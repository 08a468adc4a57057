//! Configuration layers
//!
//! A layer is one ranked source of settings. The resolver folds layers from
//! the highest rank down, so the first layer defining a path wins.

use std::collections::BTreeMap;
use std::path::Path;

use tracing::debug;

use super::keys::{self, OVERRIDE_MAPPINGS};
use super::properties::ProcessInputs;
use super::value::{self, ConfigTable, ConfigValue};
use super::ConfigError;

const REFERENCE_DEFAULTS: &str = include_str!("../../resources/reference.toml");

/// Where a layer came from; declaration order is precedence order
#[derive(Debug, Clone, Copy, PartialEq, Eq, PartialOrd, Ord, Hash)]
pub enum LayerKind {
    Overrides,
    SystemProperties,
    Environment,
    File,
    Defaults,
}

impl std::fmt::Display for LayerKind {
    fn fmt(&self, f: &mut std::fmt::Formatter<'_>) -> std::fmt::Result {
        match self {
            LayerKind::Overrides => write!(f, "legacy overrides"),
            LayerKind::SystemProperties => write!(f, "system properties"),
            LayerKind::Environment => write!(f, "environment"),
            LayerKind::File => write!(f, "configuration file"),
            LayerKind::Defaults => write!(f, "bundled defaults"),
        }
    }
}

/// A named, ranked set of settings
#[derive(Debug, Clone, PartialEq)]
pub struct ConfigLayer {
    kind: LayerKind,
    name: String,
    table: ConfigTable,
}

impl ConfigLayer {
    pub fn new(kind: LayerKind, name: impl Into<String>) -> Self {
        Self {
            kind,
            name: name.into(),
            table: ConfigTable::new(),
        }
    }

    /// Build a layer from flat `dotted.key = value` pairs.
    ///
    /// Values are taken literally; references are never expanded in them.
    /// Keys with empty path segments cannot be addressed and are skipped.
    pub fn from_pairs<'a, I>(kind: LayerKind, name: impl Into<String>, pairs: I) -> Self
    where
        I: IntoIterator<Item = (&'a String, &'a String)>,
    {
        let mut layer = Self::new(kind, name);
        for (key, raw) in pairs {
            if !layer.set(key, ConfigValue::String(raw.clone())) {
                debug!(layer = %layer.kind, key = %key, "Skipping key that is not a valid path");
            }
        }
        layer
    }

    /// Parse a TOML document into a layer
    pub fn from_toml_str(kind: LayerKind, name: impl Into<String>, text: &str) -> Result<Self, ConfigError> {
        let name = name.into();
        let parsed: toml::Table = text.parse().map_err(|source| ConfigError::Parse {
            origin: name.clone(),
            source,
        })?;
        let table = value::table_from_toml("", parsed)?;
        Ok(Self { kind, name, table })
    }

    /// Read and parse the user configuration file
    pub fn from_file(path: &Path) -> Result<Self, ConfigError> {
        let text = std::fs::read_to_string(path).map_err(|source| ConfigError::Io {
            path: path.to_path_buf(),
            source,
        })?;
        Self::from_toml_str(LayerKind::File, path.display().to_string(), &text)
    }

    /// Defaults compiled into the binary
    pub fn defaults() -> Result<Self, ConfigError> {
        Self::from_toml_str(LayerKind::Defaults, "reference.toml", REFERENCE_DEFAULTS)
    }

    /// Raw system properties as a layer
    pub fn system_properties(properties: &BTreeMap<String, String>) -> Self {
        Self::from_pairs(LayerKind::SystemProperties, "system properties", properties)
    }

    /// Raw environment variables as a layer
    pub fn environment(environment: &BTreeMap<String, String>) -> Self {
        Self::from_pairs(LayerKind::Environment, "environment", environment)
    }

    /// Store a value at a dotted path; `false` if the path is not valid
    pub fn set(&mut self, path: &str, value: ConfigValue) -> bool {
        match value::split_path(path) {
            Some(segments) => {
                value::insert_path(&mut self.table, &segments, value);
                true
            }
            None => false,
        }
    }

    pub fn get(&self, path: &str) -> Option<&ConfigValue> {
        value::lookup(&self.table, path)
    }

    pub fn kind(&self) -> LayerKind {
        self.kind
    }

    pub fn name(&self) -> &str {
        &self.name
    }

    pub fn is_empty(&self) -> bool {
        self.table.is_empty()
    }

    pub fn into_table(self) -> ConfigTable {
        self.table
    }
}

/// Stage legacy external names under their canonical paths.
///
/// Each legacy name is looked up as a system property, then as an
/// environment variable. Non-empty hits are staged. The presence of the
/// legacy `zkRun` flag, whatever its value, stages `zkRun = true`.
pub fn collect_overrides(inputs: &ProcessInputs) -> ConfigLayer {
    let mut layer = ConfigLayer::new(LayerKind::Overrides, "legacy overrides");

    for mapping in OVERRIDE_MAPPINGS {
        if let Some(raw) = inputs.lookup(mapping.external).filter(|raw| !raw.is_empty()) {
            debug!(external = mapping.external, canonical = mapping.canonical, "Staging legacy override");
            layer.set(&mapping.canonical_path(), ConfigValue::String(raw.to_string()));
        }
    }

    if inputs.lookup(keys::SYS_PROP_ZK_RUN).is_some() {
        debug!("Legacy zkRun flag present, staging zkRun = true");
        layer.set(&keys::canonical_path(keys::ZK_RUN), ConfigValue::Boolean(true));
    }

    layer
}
----
### TASK PROMPT
Retype all of the lines shown above, keeping each one exact.

### YOUR SOLUTION
repository 08a468adc4a57057
//! Configuration layers
//!
//! A layer is one ranked source of settings. The resolver folds layers from
//! the highest rank down, so the first layer defining a path wins.

use std::collections::BTreeMap;
use std::path::Path;

use tracing::debug;

use super::keys::{self, OVERRIDE_MAPPINGS};
use super::properties::ProcessInputs;
use super::value::{self, ConfigTable, ConfigValue};
use super::ConfigError;

const REFERENCE_DEFAULTS: &str = include_str!("../../resources/reference.toml");

/// Where a layer came from; declaration order is precedence order
#[derive(Debug, Clone, Copy, PartialEq, Eq, PartialOrd, Ord, Hash)]
pub enum LayerKind {
    Overrides,
    SystemProperties,
    Environment,
    File,
    Defaults,
}

impl std::fmt::Display for LayerKind {
    fn fmt(&self, f: &mut std::fmt::Formatter<'_>) -> std::fmt::Result {
        match self {
            LayerKind::Overrides => write!(f, "legacy overrides"),
            LayerKind::SystemProperties => write!(f, "system properties"),
            LayerKind::Environment => write!(f, "environment"),
            LayerKind::File => write!(f, "configuration file"),
            LayerKind::Defaults => write!(f, "bundled defaults"),
        }
    }
}

/// A named, ranked set of settings
#[derive(Debug, Clone, PartialEq)]
pub struct ConfigLayer {
    kind: LayerKind,
    name: String,
    table: ConfigTable,
}

impl ConfigLayer {
    pub fn new(kind: LayerKind, name: impl Into<String>) -> Self {
        Self {
            kind,
            name: name.into(),
            table: ConfigTable::new(),
        }
    }

    /// Build a layer from flat `dotted.key = value` pairs.
    ///
    /// Values are taken literally; references are never expanded in them.
    /// Keys with empty path segments cannot be addressed and are skipped.
    pub fn from_pairs<'a, I>(kind: LayerKind, name: impl Into<String>, pairs: I) -> Self
    where
        I: IntoIterator<Item = (&'a String, &'a String)>,
    {
        let mut layer = Self::new(kind, name);
        for (key, raw) in pairs {
            if !layer.set(key, ConfigValue::String(raw.clone())) {
                debug!(layer = %layer.kind, key = %key, "Skipping key that is not a valid path");
            }
        }
        layer
    }

    /// Parse a TOML document into a layer
    pub fn from_toml_str(kind: LayerKind, name: impl Into<String>, text: &str) -> Result<Self, ConfigError> {
        let name = name.into();
        let parsed: toml::Table = text.parse().map_err(|source| ConfigError::Parse {
            origin: name.clone(),
            source,
        })?;
        let table = value::table_from_toml("", parsed)?;
        Ok(Self { kind, name, table })
    }

    /// Read and parse the user configuration file
    pub fn from_file(path: &Path) -> Result<Self, ConfigError> {
        let text = std::fs::read_to_string(path).map_err(|source| ConfigError::Io {
            path: path.to_path_buf(),
            source,
        })?;
        Self::from_toml_str(LayerKind::File, path.display().to_string(), &text)
    }

    /// Defaults compiled into the binary
    pub fn defaults() -> Result<Self, ConfigError> {
        Self::from_toml_str(LayerKind::Defaults, "reference.toml", REFERENCE_DEFAULTS)
    }

    /// Raw system properties as a layer
    pub fn system_properties(properties: &BTreeMap<String, String>) -> Self {
        Self::from_pairs(LayerKind::SystemProperties, "system properties", properties)
    }

    /// Raw environment variables as a layer
    pub fn environment(environment: &BTreeMap<String, String>) -> Self {
        Self::from_pairs(LayerKind::Environment, "environment", environment)
    }

    /// Store a value at a dotted path; `false` if the path is not valid
    pub fn set(&mut self, path: &str, value: ConfigValue) -> bool {
        match value::split_path(path) {
            Some(segments) => {
                value::insert_path(&mut self.table, &segments, value);
                true
            }
            None => false,
        }
    }

    pub fn get(&self, path: &str) -> Option<&ConfigValue> {
        value::lookup(&self.table, path)
    }

    pub fn kind(&self) -> LayerKind {
        self.kind
    }

    pub fn name(&self) -> &str {
        &self.name
    }

    pub fn is_empty(&self) -> bool {
        self.table.is_empty()
    }

    pub fn into_table(self) -> ConfigTable {
        self.table
    }
}

/// Stage legacy external names under their canonical paths.
///
/// Each legacy name is looked up as a system property, then as an
/// environment variable. Non-empty hits are staged. The presence of the
/// legacy `zkRun` flag, whatever its value, stages `zkRun = true`.
pub fn collect_overrides(inputs: &ProcessInputs) -> ConfigLayer {
    let mut layer = ConfigLayer::new(LayerKind::Overrides, "legacy overrides");

    for mapping in OVERRIDE_MAPPINGS {
        if let Some(raw) = inputs.lookup(mapping.external).filter(|raw| !raw.is_empty()) {
            debug!(external = mapping.external, canonical = mapping.canonical, "Staging legacy override");
            layer.set(&mapping.canonical_path(), ConfigValue::String(raw.to_string()));
        }
    }

    if inputs.lookup(keys::SYS_PROP_ZK_RUN).is_some() {
        debug!("Legacy zkRun flag present, staging zkRun = true");
        layer.set(&keys::canonical_path(keys::ZK_RUN), ConfigValue::Boolean(true));
    }

    layer
}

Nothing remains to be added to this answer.